Dive Brief:
- A new Department of Energy-backed project will seek to quantify the amount of lithium resources in California's Salton Sea geothermal field as part of a broad effort to boost the country's supply of raw materials for batteries.
- It is well known that the Salton Sea area has stores of lithium, possibly enough to meet the country's needs in order to domestically produce batteries for energy storage and electric vehicles (EVs). The new project, with scientists from the Lawrence Berkeley National Laboratory; University of California, Riverside; and Geologica Geothermal Group, Inc., will be the first scientific effort to map out those resources and account for the environmental effects of extraction.

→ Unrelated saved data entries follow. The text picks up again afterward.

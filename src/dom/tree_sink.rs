//! html5ever TreeSink implementation for ArenaDom.

use std::borrow::Cow;
use std::cell::RefCell;

use html5ever::tendril::StrTendril;
use html5ever::tree_builder::{ElementFlags, NodeOrText, QuirksMode, TreeSink};
use html5ever::{Attribute as Html5Attribute, QualName};

use super::arena::{ArenaDom, ArenaNodeData, ArenaNodeId, Attribute};

/// Handle used by TreeSink to reference nodes.
#[derive(Debug, Clone, Copy, PartialEq, Eq)]
pub struct NodeHandle(pub ArenaNodeId);

impl Default for NodeHandle {
    fn default() -> Self {
        NodeHandle(ArenaNodeId::NONE)
    }
}

/// TreeSink that builds an [`ArenaDom`].
///
/// html5ever's TreeSink takes `&self` everywhere, so the DOM sits behind a
/// RefCell.
pub struct ArenaSink {
    dom: RefCell<ArenaDom>,
    quirks_mode: RefCell<QuirksMode>,
}

impl Default for ArenaSink {
    fn default() -> Self {
        Self::new()
    }
}

impl ArenaSink {
    pub fn new() -> Self {
        Self {
            dom: RefCell::new(ArenaDom::new()),
            quirks_mode: RefCell::new(QuirksMode::NoQuirks),
        }
    }

    /// Consume the sink and return the DOM.
    pub fn into_dom(self) -> ArenaDom {
        self.dom.into_inner()
    }

    fn append_to(&self, parent: ArenaNodeId, child: NodeOrText<NodeHandle>) {
        let mut dom = self.dom.borrow_mut();
        match child {
            NodeOrText::AppendNode(node) => dom.append(parent, node.0),
            NodeOrText::AppendText(text) => dom.append_text(parent, &text),
        }
    }
}

impl TreeSink for ArenaSink {
    type Handle = NodeHandle;
    type Output = Self;
    type ElemName<'a>
        = &'a QualName
    where
        Self: 'a;

    fn finish(self) -> Self::Output {
        self
    }

    fn parse_error(&self, msg: Cow<'static, str>) {
        // Page markup from authoring tools is rarely clean; keep going like a browser.
        tracing::trace!(%msg, "html parse error");
    }

    fn get_document(&self) -> Self::Handle {
        NodeHandle(self.dom.borrow().document())
    }

    fn elem_name<'a>(&'a self, target: &'a Self::Handle) -> Self::ElemName<'a> {
        static EMPTY: QualName = QualName {
            prefix: None,
            ns: html5ever::ns!(),
            local: html5ever::local_name!(""),
        };

        let dom = self.dom.borrow();
        match dom.get(target.0).map(|n| &n.data) {
            Some(ArenaNodeData::Element { name, .. }) => {
                // SAFETY: html5ever reads the returned name before it calls back
                // into the sink, so the arena cannot grow (and reallocate) while
                // the reference is live.
                unsafe { std::mem::transmute::<&QualName, &'a QualName>(name) }
            }
            _ => &EMPTY,
        }
    }

    fn create_element(
        &self,
        name: QualName,
        attrs: Vec<Html5Attribute>,
        _flags: ElementFlags,
    ) -> Self::Handle {
        let attrs = attrs
            .into_iter()
            .map(|a| Attribute {
                name: a.name,
                value: a.value.to_string(),
            })
            .collect();
        NodeHandle(self.dom.borrow_mut().create_element(name, attrs))
    }

    fn create_comment(&self, text: StrTendril) -> Self::Handle {
        NodeHandle(self.dom.borrow_mut().create_comment(text.to_string()))
    }

    fn create_pi(&self, _target: StrTendril, _data: StrTendril) -> Self::Handle {
        NodeHandle(self.dom.borrow_mut().create_comment(String::new()))
    }

    fn append(&self, parent: &Self::Handle, child: NodeOrText<Self::Handle>) {
        self.append_to(parent.0, child);
    }

    fn append_based_on_parent_node(
        &self,
        element: &Self::Handle,
        prev_element: &Self::Handle,
        child: NodeOrText<Self::Handle>,
    ) {
        let parent = self
            .dom
            .borrow()
            .get(element.0)
            .map(|n| n.parent)
            .unwrap_or(ArenaNodeId::NONE);
        if parent.is_some() {
            self.append_to(parent, child);
        } else {
            self.append_to(prev_element.0, child);
        }
    }

    fn append_doctype_to_document(
        &self,
        name: StrTendril,
        public_id: StrTendril,
        system_id: StrTendril,
    ) {
        let mut dom = self.dom.borrow_mut();
        let doc = dom.document();
        let doctype = dom.create_doctype(
            name.to_string(),
            public_id.to_string(),
            system_id.to_string(),
        );
        dom.append(doc, doctype);
    }

    fn get_template_contents(&self, target: &Self::Handle) -> Self::Handle {
        // Template contents are kept inline as ordinary children.
        *target
    }

    fn same_node(&self, x: &Self::Handle, y: &Self::Handle) -> bool {
        x.0 == y.0
    }

    fn set_quirks_mode(&self, mode: QuirksMode) {
        *self.quirks_mode.borrow_mut() = mode;
    }

    fn append_before_sibling(&self, sibling: &Self::Handle, new_node: NodeOrText<Self::Handle>) {
        let mut dom = self.dom.borrow_mut();
        match new_node {
            NodeOrText::AppendNode(node) => dom.insert_before(sibling.0, node.0),
            NodeOrText::AppendText(text) => {
                let text_node = dom.create_text(text.to_string());
                dom.insert_before(sibling.0, text_node);
            }
        }
    }

    fn add_attrs_if_missing(&self, target: &Self::Handle, attrs: Vec<Html5Attribute>) {
        let mut dom = self.dom.borrow_mut();
        if let Some(node) = dom.get_mut(target.0)
            && let ArenaNodeData::Element {
                attrs: existing, ..
            } = &mut node.data
        {
            for attr in attrs {
                if !existing.iter().any(|a| a.name == attr.name) {
                    existing.push(Attribute {
                        name: attr.name,
                        value: attr.value.to_string(),
                    });
                }
            }
        }
    }

    fn remove_from_parent(&self, target: &Self::Handle) {
        self.dom.borrow_mut().detach(target.0);
    }

    fn reparent_children(&self, node: &Self::Handle, new_parent: &Self::Handle) {
        self.dom.borrow_mut().reparent_children(node.0, new_parent.0);
    }
}

#[cfg(test)]
mod tests {
    use crate::dom::parse_html;

    #[test]
    fn test_basic_parse() {
        let dom = parse_html("<html><body><p>Hello</p></body></html>");

        // document + html + head + body + p + text
        assert!(dom.len() > 3);

        let p = dom.find_by_tag("p").expect("should find p");
        assert_eq!(dom.element_name(p).unwrap().as_ref(), "p");

        let text_id = dom.children(p).next().expect("p should have child");
        assert_eq!(dom.text(text_id), Some("Hello"));
    }

    #[test]
    fn test_attributes() {
        let dom = parse_html(r#"<div id="main" class="quote block">Content</div>"#);

        let div = dom.find_by_tag("div").expect("should find div");
        assert_eq!(dom.element_id(div), Some("main"));
        assert!(dom.has_class(div, "quote"));
        assert!(dom.has_class(div, "block"));
        assert!(!dom.has_class(div, "quo"));
    }

    #[test]
    fn test_misnested_markup_is_recovered() {
        // Adoption agency reparents nodes; the tree must stay consistent.
        let dom = parse_html("<div><b>bold <i>both</b> italic</i></div>");
        let div = dom.find_by_tag("div").unwrap();
        assert_eq!(dom.text_content(div), "bold both italic");
    }
}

- The scientists will study brine from commercial geothermal energy plants in the Salton Sea field to measure the amount of lithium that is extracted. They hope to discover what the mineral sources of lithium are and whether underground rocks will "recharge" brine with lithium after it has been extracted.
Dive Insight:
As the U.S. looks to boost production of EVs and install energy storage systems necessary to supplement the growth in renewable energy production, the supply chain for critical minerals has emerged as a potential hangup. A May 2021 report from the International Energy Agency detailed a "looming mismatch" between climate ambitions and critical mineral availability, with a predicted 4,000% increase in demand for lithium by 2040 if worldwide climate goals are met. According to a White House report, China controls 60% of the world's lithium production, leading the Biden administration to focus on new lithium production and materials processing as part of its clean energy push.
California Gov. Gavin Newsom has said his state holds "what some have described as the Saudi Arabia of lithium," referring to the oil giant. Touting those resources as a crucial component of the state's transportation electrification goals, Newsom has proposed $350 million in tax credits and regulatory streamlining for lithium businesses as part of a broader clean energy budget package. The state has also formed a Lithium Valley Commission to review opportunities and benefits for extracting lithium from geothermal brine, with a report due to the state legislature by October.
"The Salton Sea geothermal system is the primary potential geothermal resource for lithium in the United States, and it's a world-class resource," Pat Dobson, Berkeley Lab geothermal systems program lead, said in a Berkeley Lab report. He added that "there is a wide range of estimates in terms of the size of the resource," as well as uncertainty about where it comes from, how it might decline over time and how it is best extracted.
There are 11 commercial geothermal energy plants in the Salton Sea, pumping hot fluids from deep underground and converting that heat into electricity. While that fluid is typically reinjected underground, there is potential to extract lithium from it after it has been cooled, taking advantage of the clean energy resource. Already, several companies have started pilot extraction projects.
The research project will lean on data from those pilot projects and other field data to better calculate the chemistry of the brine and how it is resupplied to geothermal fields. A better idea of that lithium supply and how it exists in the brine would offer an alternative to the open pit mining or salt lake extraction that supplies most of the world's lithium. However, Dobson said, the study will also work to quantify the water and chemical usage needed, the air quality impacts and any seismic effects.
"We think geothermal lithium is one of the least environmentally impactful ways of obtaining lithium," Dobson said in the report. "We want to understand how to mitigate any environmental side effects to make it even more benign."